Early life[edit | edit source]
Sanger was born Margaret Louise Higgins in 1879 in Corning, New York, to Michael Hennessey Higgins, an Irish-born stonemason and free-thinker, and Anne Purcell Higgins, a devoutly Catholic Irish-American. Margaret was the sixth of eleven surviving children.
Career[edit | edit source]
In 1911, after a fire destroyed their home in Hastings-on-Hudson, the Sangers moved to New York City where Margaret worked as a visiting nurse in the slums of the East Side, while her husband worked as an architect and a painter. Already imbued with her husband's leftist politics, Margaret Sanger also threw herself into the radical politics and modernist values of pre-World War I Greenwich Village bohemia.
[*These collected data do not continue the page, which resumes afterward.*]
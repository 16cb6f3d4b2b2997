use serde::{Deserialize, Serialize};

use crate::parameters::Parameters;

/// A grant of access to one instance, keyed globally by `id`.
#[derive(Clone, Debug, Default, PartialEq, Serialize, Deserialize)]
pub struct ServiceBinding {
    #[serde(default)]
    pub id: String,
    #[serde(default)]
    pub service_id: String,
    #[serde(default)]
    pub app_id: String,
    #[serde(default, rename = "plan_id")]
    pub service_plan_id: String,
    #[serde(default)]
    pub service_instance_id: String,
    #[serde(default, skip_serializing_if = "Parameters::is_empty")]
    pub parameters: Parameters,
}

impl ServiceBinding {
    /// True when `other` names the same binding request. Parameters are
    /// deliberately left out of the comparison.
    pub fn same_request_as(&self, other: &ServiceBinding) -> bool {
        self.app_id == other.app_id
            && self.service_plan_id == other.service_plan_id
            && self.service_id == other.service_id
            && self.service_instance_id == other.service_instance_id
            && self.id == other.id
    }
}

#[cfg(test)]
mod tests {
    use super::*;
    use serde_json::json;

    fn binding() -> ServiceBinding {
        ServiceBinding {
            id: "b1".into(),
            service_id: "svc".into(),
            app_id: "app".into(),
            service_plan_id: "p".into(),
            service_instance_id: "i1".into(),
            parameters: Parameters::new(),
        }
    }

    #[test]
    fn parameters_do_not_affect_identity() {
        let a = binding();
        let mut b = binding();
        b.parameters.insert("path".into(), json!("/elsewhere"));
        assert!(a.same_request_as(&b));
    }

    #[test]
    fn any_identity_field_breaks_match() {
        let a = binding();
        let edits: [fn(&mut ServiceBinding); 5] = [
            |b| b.id = "b2".into(),
            |b| b.service_id = "svc2".into(),
            |b| b.app_id = "app2".into(),
            |b| b.service_plan_id = "p2".into(),
            |b| b.service_instance_id = "i2".into(),
        ];
        for edit in edits {
            let mut b = binding();
            edit(&mut b);
            assert!(!a.same_request_as(&b));
        }
    }

    #[test]
    fn plan_id_uses_protocol_name() {
        let v = serde_json::to_value(binding()).unwrap();
        assert_eq!(v["plan_id"], json!("p"));
        assert!(v.get("service_plan_id").is_none());
        assert!(v.get("parameters").is_none());
    }
}
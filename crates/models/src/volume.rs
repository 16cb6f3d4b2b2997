use serde::{Deserialize, Serialize};

/// Backend coordinates the volume driver needs to attach the share.
#[derive(Clone, Debug, PartialEq, Eq, Serialize, Deserialize)]
pub struct CephConfig {
    pub mds: String,
    pub keyring: String,
    pub remote_mountpoint: String,
}

#[derive(Clone, Debug, PartialEq, Eq, Serialize, Deserialize)]
pub struct VolumeMountPrivateDetails {
    pub driver: String,
    pub group_id: String,
    pub config: CephConfig,
}

/// Where and how a binding's share appears inside the consumer container.
#[derive(Clone, Debug, PartialEq, Eq, Serialize, Deserialize)]
pub struct VolumeMount {
    pub container_path: String,
    pub mode: String,
    pub private: VolumeMountPrivateDetails,
}

#[derive(Clone, Debug, Default, PartialEq, Eq, Serialize, Deserialize)]
pub struct Credentials {
    pub uri: String,
}

/// Body returned to the front end after a bind call.
#[derive(Clone, Debug, PartialEq, Eq, Serialize, Deserialize)]
pub struct CreateServiceBindingResponse {
    pub credentials: Credentials,
    pub volume_mounts: Vec<VolumeMount>,
}
//! Broker state: the in-memory lifecycle maps and the gateway that writes
//! them to disk after every mutation.

pub mod lifecycle;
pub mod persistence;

pub use lifecycle::LifecycleStore;
pub use persistence::{FileSnapshotWriter, PersistenceGateway, SnapshotWriter, BINDINGS_FILE, INSTANCES_FILE};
Legacy[edit | edit source]
Sanger's efforts contributed to several judicial cases that helped legalize contraception in the United States. Due to her connection with Planned Parenthood, Sanger is a frequent target of criticism by opponents of abortion. However, Sanger drew a sharp distinction between birth control and abortion and was opposed to abortion through the bulk of her career.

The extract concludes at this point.